El martes 25 del pasado mes de septiembre se conmemoró el cuadragésimo noveno aniversario del derrocamiento del Gobierno Constitucional de la República, encabezado por el profesor Juan Bosch, quien había ganado el 20 de diciembre de 1962 las primeras elecciones realizadas después del ajusticiamiento de Rafael Trujillo Molina con una votación a su favor del 60% de los votos depositados en las urnas. El autor de esta columna, con más de veinte años de edad en aquel entonces, y en el ejercicio de la profesión de abogado, desde hacía tiempo, que se sumó al ejercicio pedagógico o magisterial, así como a las actividades de periodista, llamadas hoy con el calificativo risible y ridículo de comunicador social, que le permitieron ser testigo de los acontecimientos de aquellos dramáticos momentos, sino de primera fila, muy cerca de ellos.
En los comentarios de radio y televisión, en los cuales juega papel de primera importancia la caballería mediática de mentirosos, calumniadores, difamadores y asesinos de reputaciones, las cosas y los disparates que escucharon los oídos del autor de esta columna, realmente nos preocupa y mortifica. Esta gama, femenina y masculina, de oportunistas, analfabetos e ignorantes, siguen confundiendo y engañando al pueblo dominicano, que en esa profunda inversión de valores que le ha tocado vivir ha terminado tocando fondo sin que, al parecer, sea posible rescatarlo, alfabetizarlo, en su mayor parte correctamente, y conducirlo, a partir de entonces, por el camino correcto que le corresponde recorrer como dueño y soberano de su destino.
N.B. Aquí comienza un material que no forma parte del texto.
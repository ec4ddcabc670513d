//! Admin sessions.
//!
//! Credentials live in a sheet whose header row names the `EMAIL`, `PASS`
//! and `ACCES` columns. A successful login yields a [`Session`] that the
//! [`SessionStore`] keeps on disk until logout.

use serde::{Deserialize, Serialize};
use std::fmt;
use std::fs;
use std::path::{Path, PathBuf};
use thiserror::Error;
use tracing::{info, warn};

use crate::table::{display, RecordTable};

pub const EMAIL_COLUMN: &str = "EMAIL";
pub const PASSWORD_COLUMN: &str = "PASS";
pub const PERMISSION_COLUMN: &str = "ACCES";

#[derive(Debug, Error)]
pub enum AuthError {
    #[error("Invalid data structure from server")]
    MissingColumns,

    #[error("Email ou mot de passe incorrect")]
    InvalidCredentials,

    #[error("Invalid permission type: {0}")]
    InvalidPermission(String),

    #[error("not authenticated")]
    NotAuthenticated,

    #[error("{actual} session cannot access the {required} area")]
    Forbidden {
        required: Permission,
        actual: Permission,
    },

    #[error("session file error: {0}")]
    Io(#[from] std::io::Error),

    #[error("session encoding error: {0}")]
    Json(#[from] serde_json::Error),
}

#[derive(Debug, Clone, Copy, PartialEq, Eq, Hash, Serialize, Deserialize)]
#[serde(rename_all = "UPPERCASE")]
pub enum Permission {
    Superadmin,
    Pointage,
    Laboural,
}

impl Permission {
    pub const ALL: [Permission; 3] = [Permission::Superadmin, Permission::Pointage, Permission::Laboural];

    pub fn parse(value: &str) -> Option<Self> {
        match value {
            "SUPERADMIN" => Some(Permission::Superadmin),
            "POINTAGE" => Some(Permission::Pointage),
            "LABOURAL" => Some(Permission::Laboural),
            _ => None,
        }
    }

    pub fn as_str(self) -> &'static str {
        match self {
            Permission::Superadmin => "SUPERADMIN",
            Permission::Pointage => "POINTAGE",
            Permission::Laboural => "LABOURAL",
        }
    }

    /// Admin area a session with this permission lands on.
    pub fn admin_path(self) -> &'static str {
        match self {
            Permission::Superadmin => "/admin/superadmin",
            Permission::Pointage => "/admin/pointage",
            Permission::Laboural => "/admin/laboural",
        }
    }
}

impl fmt::Display for Permission {
    fn fmt(&self, f: &mut fmt::Formatter<'_>) -> fmt::Result {
        f.write_str(self.as_str())
    }
}

#[derive(Debug, Clone, PartialEq, Eq, Serialize, Deserialize)]
#[serde(rename_all = "camelCase")]
pub struct Session {
    pub email: String,
    pub permission: Permission,
    pub is_authenticated: bool,
}

/// Look `email` / `password` up in the credential sheet.
///
/// The email is compared case-insensitively, the password exactly against the
/// cell's text (numeric passwords included).
pub fn authenticate(table: &RecordTable, email: &str, password: &str) -> Result<Session, AuthError> {
    let header = table.header().ok_or(AuthError::MissingColumns)?;
    let column = |name: &str| header.iter().position(|cell| cell.as_str() == Some(name));
    let (Some(email_idx), Some(password_idx), Some(permission_idx)) =
        (column(EMAIL_COLUMN), column(PASSWORD_COLUMN), column(PERMISSION_COLUMN))
    else {
        return Err(AuthError::MissingColumns);
    };

    let email = email.to_lowercase();
    let user = table
        .data_rows()
        .filter_map(|row| row.as_array())
        .find(|row| {
            display(row.get(email_idx)).to_lowercase() == email && display(row.get(password_idx)) == password
        })
        .ok_or(AuthError::InvalidCredentials)?;

    let access = display(user.get(permission_idx));
    let permission = Permission::parse(&access).ok_or(AuthError::InvalidPermission(access))?;

    Ok(Session {
        email,
        permission,
        is_authenticated: true,
    })
}

// ============================================================================
// Store
// ============================================================================

/// The current session, mirrored to a JSON file.
#[derive(Debug)]
pub struct SessionStore {
    path: PathBuf,
    current: Option<Session>,
}

impl SessionStore {
    /// Load whatever session was saved at `path`. An unreadable file is
    /// removed and the store starts logged out.
    pub fn open(path: impl Into<PathBuf>) -> Self {
        let path = path.into();
        let current = match fs::read_to_string(&path) {
            Ok(contents) => match serde_json::from_str::<Session>(&contents) {
                Ok(session) => Some(session),
                Err(e) => {
                    warn!(path = %path.display(), error = %e, "Discarding corrupt session file");
                    if let Err(e) = fs::remove_file(&path) {
                        warn!(path = %path.display(), error = %e, "Could not remove session file");
                    }
                    None
                }
            },
            Err(_) => None,
        };
        Self { path, current }
    }

    pub fn path(&self) -> &Path {
        &self.path
    }

    pub fn current(&self) -> Option<&Session> {
        self.current.as_ref()
    }

    pub fn is_authenticated(&self) -> bool {
        self.current.as_ref().map_or(false, |s| s.is_authenticated)
    }

    pub fn login(&mut self, table: &RecordTable, email: &str, password: &str) -> Result<&Session, AuthError> {
        let session = authenticate(table, email, password)?;
        fs::write(&self.path, serde_json::to_string(&session)?)?;
        info!(email = %session.email, permission = %session.permission, "Logged in");
        Ok(self.current.insert(session))
    }

    pub fn logout(&mut self) -> Result<(), AuthError> {
        self.current = None;
        match fs::remove_file(&self.path) {
            Ok(()) => Ok(()),
            Err(e) if e.kind() == std::io::ErrorKind::NotFound => Ok(()),
            Err(e) => Err(e.into()),
        }
    }

    /// The session, if it may enter the area reserved to `required`.
    pub fn require(&self, required: Permission) -> Result<&Session, AuthError> {
        let session = self
            .current
            .as_ref()
            .filter(|s| s.is_authenticated)
            .ok_or(AuthError::NotAuthenticated)?;
        if session.permission != required {
            return Err(AuthError::Forbidden {
                required,
                actual: session.permission,
            });
        }
        Ok(session)
    }
}

#[cfg(test)]
mod tests {
    use super::*;
    use serde_json::json;

    fn credentials() -> RecordTable {
        RecordTable::from_value(json!([
            ["NOM", "EMAIL", "PASS", "ACCES"],
            ["Amina", "Amina@Example.com", 1234, "POINTAGE"],
            ["Root", "root@example.com", "s3cret", "SUPERADMIN"],
            ["Ghost", "ghost@example.com", "boo", "VISITEUR"]
        ]))
        .unwrap()
    }

    #[test]
    fn test_authenticate() {
        let session = authenticate(&credentials(), "AMINA@example.com", "1234").unwrap();
        assert_eq!(session.email, "amina@example.com");
        assert_eq!(session.permission, Permission::Pointage);
        assert_eq!(session.permission.admin_path(), "/admin/pointage");

        assert!(matches!(
            authenticate(&credentials(), "root@example.com", "S3CRET"),
            Err(AuthError::InvalidCredentials)
        ));
        assert!(matches!(
            authenticate(&credentials(), "ghost@example.com", "boo"),
            Err(AuthError::InvalidPermission(p)) if p == "VISITEUR"
        ));
    }

    #[test]
    fn test_missing_columns() {
        let table = RecordTable::from_value(json!([["EMAIL", "PASSWORD"], ["a@b.c", "x"]])).unwrap();
        assert!(matches!(authenticate(&table, "a@b.c", "x"), Err(AuthError::MissingColumns)));
    }

    #[test]
    fn test_store_persists_and_gates() {
        let dir = tempfile::tempdir().unwrap();
        let path = dir.path().join("session.json");

        let mut store = SessionStore::open(&path);
        assert!(!store.is_authenticated());
        store.login(&credentials(), "root@example.com", "s3cret").unwrap();
        assert!(path.exists());

        let reopened = SessionStore::open(&path);
        assert_eq!(reopened.current().map(|s| s.permission), Some(Permission::Superadmin));
        assert!(reopened.require(Permission::Superadmin).is_ok());
        assert!(matches!(
            reopened.require(Permission::Laboural),
            Err(AuthError::Forbidden { .. })
        ));

        store.logout().unwrap();
        assert!(!path.exists());
        assert!(matches!(store.require(Permission::Superadmin), Err(AuthError::NotAuthenticated)));
    }

    #[test]
    fn test_corrupt_file_removed() {
        let dir = tempfile::tempdir().unwrap();
        let path = dir.path().join("session.json");
        fs::write(&path, "{not json").unwrap();

        let store = SessionStore::open(&path);
        assert!(store.current().is_none());
        assert!(!path.exists());
    }

    #[test]
    fn test_failed_login_keeps_previous_session() {
        let dir = tempfile::tempdir().unwrap();
        let mut store = SessionStore::open(dir.path().join("session.json"));
        store.login(&credentials(), "root@example.com", "s3cret").unwrap();
        assert!(store.login(&credentials(), "root@example.com", "nope").is_err());
        assert_eq!(store.current().map(|s| s.email.as_str()), Some("root@example.com"));
    }
}
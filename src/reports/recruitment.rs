//! Recruitment page.

use serde::{Deserialize, Serialize};

use super::{choice, distinct_by_number, distinct_sorted};
use crate::aggregate::sum_by;
use crate::filter::{Filter, Predicate};
use crate::models::RecruitmentRecord;
use crate::present::{ranked, top_n, unranked, NamedValue};
use crate::table::{normalize, RecordTable};

pub const TOP_DEPARTMENTS: usize = 8;

#[derive(Debug, Clone, Default, Deserialize)]
pub struct Filters {
    pub department: Option<String>,
    pub source: Option<String>,
    pub month: Option<String>,
    pub sector: Option<String>,
}

#[derive(Debug, Clone, PartialEq, Serialize)]
#[serde(rename_all = "camelCase")]
pub struct MonthRecruits {
    pub month: String,
    pub recruits: u64,
}

#[derive(Debug, Clone, PartialEq, Serialize)]
#[serde(rename_all = "camelCase")]
pub struct FilterOptions {
    pub departments: Vec<String>,
    pub sources: Vec<String>,
    pub months: Vec<String>,
    pub sectors: Vec<String>,
}

#[derive(Debug, Clone, PartialEq, Serialize)]
#[serde(rename_all = "camelCase")]
pub struct RecruitmentReport {
    pub total_recruits: u64,
    pub temporary_recruits: u64,
    pub permanent_recruits: u64,
    pub unique_department_count: usize,
    pub unique_source_count: usize,
    pub unique_interim_types: usize,
    pub by_department: Vec<NamedValue>,
    pub by_source: Vec<NamedValue>,
    pub by_sector: Vec<NamedValue>,
    pub by_interim: Vec<NamedValue>,
    pub by_month: Vec<MonthRecruits>,
    pub options: FilterOptions,
    pub skipped_rows: usize,
}

fn department(record: &RecruitmentRecord) -> &str {
    &record.department
}

fn source(record: &RecruitmentRecord) -> &str {
    &record.source
}

fn month(record: &RecruitmentRecord) -> &str {
    &record.month
}

fn sector(record: &RecruitmentRecord) -> &str {
    &record.sector
}

fn interim(record: &RecruitmentRecord) -> &str {
    &record.interim
}

fn count(record: &RecruitmentRecord) -> u64 {
    record.count
}

pub fn build(table: &RecordTable, filters: &Filters) -> RecruitmentReport {
    let normalized = normalize::<RecruitmentRecord>(table);
    let records = &normalized.records;

    let filter = Filter::new()
        .with(Predicate::category(department, choice(&filters.department)))
        .with(Predicate::category(source, choice(&filters.source)))
        .with(Predicate::category(month, choice(&filters.month)))
        .with(Predicate::category(sector, choice(&filters.sector)));
    let selected = filter.apply(records);

    let total_recruits: u64 = selected.iter().map(|r| r.count).sum();
    let by_department = sum_by(selected.iter().copied(), department, count);
    let by_source = sum_by(selected.iter().copied(), source, count);
    let by_sector = sum_by(selected.iter().copied(), sector, count);
    let by_interim = sum_by(selected.iter().copied(), interim, count);
    let by_month = sum_by(selected.iter().copied(), month, count);

    let temporary_recruits = ["Oui", "OUI"]
        .iter()
        .filter_map(|label| by_interim.get(label).copied())
        .find(|recruits| *recruits > 0)
        .unwrap_or(0);

    RecruitmentReport {
        total_recruits,
        temporary_recruits,
        permanent_recruits: total_recruits.saturating_sub(temporary_recruits),
        unique_department_count: by_department.len(),
        unique_source_count: by_source.len(),
        unique_interim_types: by_interim.len(),
        by_month: (1..=12)
            .map(|n: u32| MonthRecruits {
                month: format!("Mois {n}"),
                recruits: by_month.get(&n.to_string()).copied().unwrap_or(0),
            })
            .collect(),
        by_department: top_n(by_department, TOP_DEPARTMENTS),
        by_source: ranked(by_source),
        by_sector: ranked(by_sector),
        by_interim: unranked(by_interim),
        options: FilterOptions {
            departments: distinct_sorted(records.iter().map(department)),
            sources: distinct_sorted(records.iter().map(source)),
            months: distinct_by_number(records.iter().map(month)),
            sectors: distinct_sorted(records.iter().map(sector)),
        },
        skipped_rows: normalized.skipped,
    }
}

#[cfg(test)]
mod tests {
    use super::*;
    use serde_json::json;

    fn sample() -> RecordTable {
        RecordTable::from_value(json!([
            ["date", "semaine", "qz", "mois", "dept", "secteur", "source", "interim", "nbr"],
            ["2024-01-03", 1, "QZ1", 1, "Campo", "S1", "ETT", "Oui", 4],
            ["2024-01-10", 2, "QZ1", 1, "Almacen", "S2", "Directo", "Non", 2],
            ["2024-02-07", 6, "QZ2", 2, "Campo", "S1", "Directo", "Non", "3 pers"],
            ["2024-02-14", 7, "QZ2", 2, "", "S1", "ETT", "Oui", 9],
            ["2024-03-01", 9, "QZ2", 3, "Campo", "S1", "ETT"]
        ]))
        .unwrap()
    }

    #[test]
    fn test_totals_and_series() {
        let report = build(&sample(), &Filters::default());
        assert_eq!(report.total_recruits, 9);
        assert_eq!(report.temporary_recruits, 4);
        assert_eq!(report.permanent_recruits, 5);
        assert_eq!(report.skipped_rows, 2);
        assert_eq!(report.by_department[0], NamedValue::new("Campo", 7));
        assert_eq!(report.by_source[0], NamedValue::new("Directo", 5));
        assert_eq!(report.by_month.len(), 12);
        assert_eq!(report.by_month[1], MonthRecruits { month: "Mois 2".into(), recruits: 3 });
        assert_eq!(report.by_month[11].recruits, 0);
        assert_eq!(report.options.months, vec!["1", "2"]);
    }

    #[test]
    fn test_filters_combine() {
        let filters = Filters {
            department: Some("Campo".into()),
            source: Some("Directo".into()),
            ..Filters::default()
        };
        let report = build(&sample(), &filters);
        assert_eq!(report.total_recruits, 3);
        assert_eq!(report.temporary_recruits, 0);
        assert_eq!(report.unique_department_count, 1);
        assert_eq!(report.options.departments, vec!["Almacen", "Campo"]);
    }

    #[test]
    fn test_blank_selections_match_defaults() {
        let table = sample();
        let expected = serde_json::to_value(build(&table, &Filters::default())).unwrap();
        for sentinel in ["all", "All", ""] {
            let filters = Filters {
                department: Some(sentinel.into()),
                source: Some(sentinel.into()),
                month: Some(sentinel.into()),
                sector: Some(sentinel.into()),
            };
            let report = serde_json::to_value(build(&table, &filters)).unwrap();
            assert_eq!(report, expected, "sentinel {sentinel:?}");
        }
    }
}
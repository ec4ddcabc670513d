//! Shared logic behind the REST handlers
//!
//! Fetches sheets through the retry layer and runs the page reports. Holds no
//! mutable state: the configuration and a pooled client only.

use chrono::NaiveDate;
use reqwest::StatusCode;
use serde::Serialize;
use serde_json::Value;
use std::time::Duration;
use thiserror::Error;
use tracing::{info, warn};

use crate::config::Config;
use crate::fetch::{FetchError, RetryPolicy, SheetClient, UpstreamResponse};
use crate::models::Source;
use crate::reports::{attendance, performance, recruitment, sector, sortie, turnover, workforce};
use crate::table::{RecordTable, TableError};

/// Uploads are forwarded once and may be slow to be acknowledged.
pub const UPLOAD_TIMEOUT: Duration = Duration::from_secs(60);

#[derive(Debug, Error)]
pub enum ServiceError {
    #[error("no URL configured for the {0} sheet")]
    NotConfigured(Source),

    #[error(transparent)]
    Fetch(#[from] FetchError),

    #[error(transparent)]
    Table(#[from] TableError),
}

impl ServiceError {
    /// Status the report endpoints answer with.
    pub fn status_code(&self) -> StatusCode {
        match self {
            ServiceError::Fetch(FetchError::Status { status, .. }) => *status,
            ServiceError::Fetch(FetchError::Timeout(_)) => StatusCode::GATEWAY_TIMEOUT,
            ServiceError::Fetch(FetchError::Network(_)) => StatusCode::SERVICE_UNAVAILABLE,
            ServiceError::Table(_) => StatusCode::BAD_REQUEST,
            _ => StatusCode::INTERNAL_SERVER_ERROR,
        }
    }
}

#[derive(Debug, Clone, Serialize)]
#[serde(rename_all = "camelCase")]
pub struct DashboardSummary {
    pub workforce: Option<workforce::WorkforceSummary>,
    pub attendance: Option<attendance::AttendanceSummary>,
}

// ============================================================================
// Dashboard Service
// ============================================================================

pub struct DashboardService {
    config: Config,
    client: SheetClient,
}

impl DashboardService {
    pub fn new(config: Config) -> Self {
        Self::with_client(config, SheetClient::new())
    }

    pub fn with_client(config: Config, client: SheetClient) -> Self {
        Self { config, client }
    }

    pub fn config(&self) -> &Config {
        &self.config
    }

    pub fn policy(&self, source: Source) -> RetryPolicy {
        self.config.source(source).policy
    }

    /// Raw JSON rows of a sheet, as the script returned them.
    pub async fn fetch_rows(&self, source: Source) -> Result<Value, ServiceError> {
        let config = self.config.source(source);
        let url = config.url.ok_or(ServiceError::NotConfigured(source))?;
        info!(%source, "Fetching sheet");

        let rows = match source {
            Source::Auth => self.client.get_json_strict(&url, source.name(), &config.policy).await?,
            _ => self.client.get_json(&url, source.name(), &config.policy).await?,
        };
        if let Some(rows) = rows.as_array() {
            info!(%source, rows = rows.len(), "Sheet fetched");
        }
        Ok(rows)
    }

    pub async fn fetch_table(&self, source: Source) -> Result<RecordTable, ServiceError> {
        let rows = self.fetch_rows(source).await?;
        Ok(RecordTable::from_value(rows)?)
    }

    /// Forward an upload payload to an arbitrary script URL.
    pub async fn upload(&self, url: &str, payload: &Value) -> Result<UpstreamResponse, ServiceError> {
        let body = payload.to_string();
        info!(url, bytes = body.len(), "Forwarding upload");
        Ok(self.client.post_text(url, body, &RetryPolicy::once(UPLOAD_TIMEOUT)).await?)
    }

    // ========================================================================
    // Reports
    // ========================================================================

    pub async fn attendance_report(&self, filters: &attendance::Filters) -> Result<attendance::AttendanceReport, ServiceError> {
        let table = self.fetch_table(Source::Attendance).await?;
        Ok(attendance::build(&table, filters))
    }

    pub async fn performance_report(&self, filters: &performance::Filters) -> Result<performance::PerformanceReport, ServiceError> {
        let table = self.fetch_table(Source::Performance).await?;
        Ok(performance::build(&table, filters))
    }

    pub async fn recruitment_report(&self, filters: &recruitment::Filters) -> Result<recruitment::RecruitmentReport, ServiceError> {
        let table = self.fetch_table(Source::Recruitment).await?;
        Ok(recruitment::build(&table, filters))
    }

    pub async fn sortie_report(&self, filters: &sortie::Filters) -> Result<sortie::SortieReport, ServiceError> {
        let table = self.fetch_table(Source::Sortie).await?;
        Ok(sortie::build(&table, filters))
    }

    pub async fn turnover_report(&self, filters: &turnover::Filters) -> Result<turnover::TurnoverReport, ServiceError> {
        let table = self.fetch_table(Source::Turnover).await?;
        Ok(turnover::build(&table, filters))
    }

    /// With `fallback` set, a failed fetch is answered from the sample sheet.
    pub async fn workforce_report(&self, filters: &workforce::Filters) -> Result<workforce::WorkforceReport, ServiceError> {
        let table = match self.fetch_table(Source::Workforce).await {
            Ok(table) => table,
            Err(e) if filters.fallback => {
                warn!(error = %e, "Workforce sheet unavailable, using sample data");
                RecordTable::from_value(workforce::fallback_table())?
            }
            Err(e) => return Err(e),
        };
        Ok(workforce::build(&table))
    }

    pub fn sector_report(&self, request: &sector::SectorRequest) -> sector::SectorReport {
        let as_of = request.as_of.unwrap_or_else(today);
        sector::build(request, as_of)
    }

    /// Headline figures of the home page. A sheet that cannot be fetched
    /// leaves its half empty.
    pub async fn dashboard(&self) -> DashboardSummary {
        let (workforce, attendance) = tokio::join!(
            self.fetch_table(Source::Workforce),
            self.fetch_table(Source::Attendance)
        );
        DashboardSummary {
            workforce: log_failure(Source::Workforce, workforce).map(|t| workforce::summary(&t)),
            attendance: log_failure(Source::Attendance, attendance).map(|t| attendance::summary(&t)),
        }
    }
}

fn log_failure<T>(source: Source, result: Result<T, ServiceError>) -> Option<T> {
    match result {
        Ok(value) => Some(value),
        Err(e) => {
            warn!(%source, error = %e, "Summary source unavailable");
            None
        }
    }
}

fn today() -> NaiveDate {
    chrono::Utc::now().date_naive()
}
Como es posible que afirmen con una autoridad, al parecer, incuestionable que al gobierno de Juan Bosch, el 25 de septiembre de 1963, lo derrocaron los remanentes de la dictadura de Rafael Trujillo Molina. Ese gobierno patriótico, representativo, democrático y honesto, fue sacado del poder por una acción organizada, financiada y apoyada por el gobierno de los Estados Unidos, en la cual estuvieron como cómplices el sector mayoritario de la oligarquía, políticamente muy atrasada de nuestro país, la totalidad y sino la mayoría de la alta jerarquía de la Iglesia Católica, y un pequeño grupo de soldados profesionales que traicionaron e irrespetaron la voluntad mayoritaria del pueblo dominicano. Entre los objetivos más importantes de esa acción estaban sustraer, robarse y apoderase, de la gigantesca fortuna, valorada en más de 300 millones de dólares de esa época, que Trujillo había acumulado a expensas del trabajo y el sacrificio del pueblo.
No sigan inventando y hablando tantas mentiras para mantener confundido a nuestro pueblo, que ha sido, por su conducta y su valor, objeto de la admiración de otros pueblos de América y del mundo, por el esfuerzo de sus luchas y el sacrificio de sus mejores hijos. Queremos reiterar lo que Fidel Castro ha dicho al referirse a los dominicanos: Pueblo legendario, veterano de la historia y David del Caribe.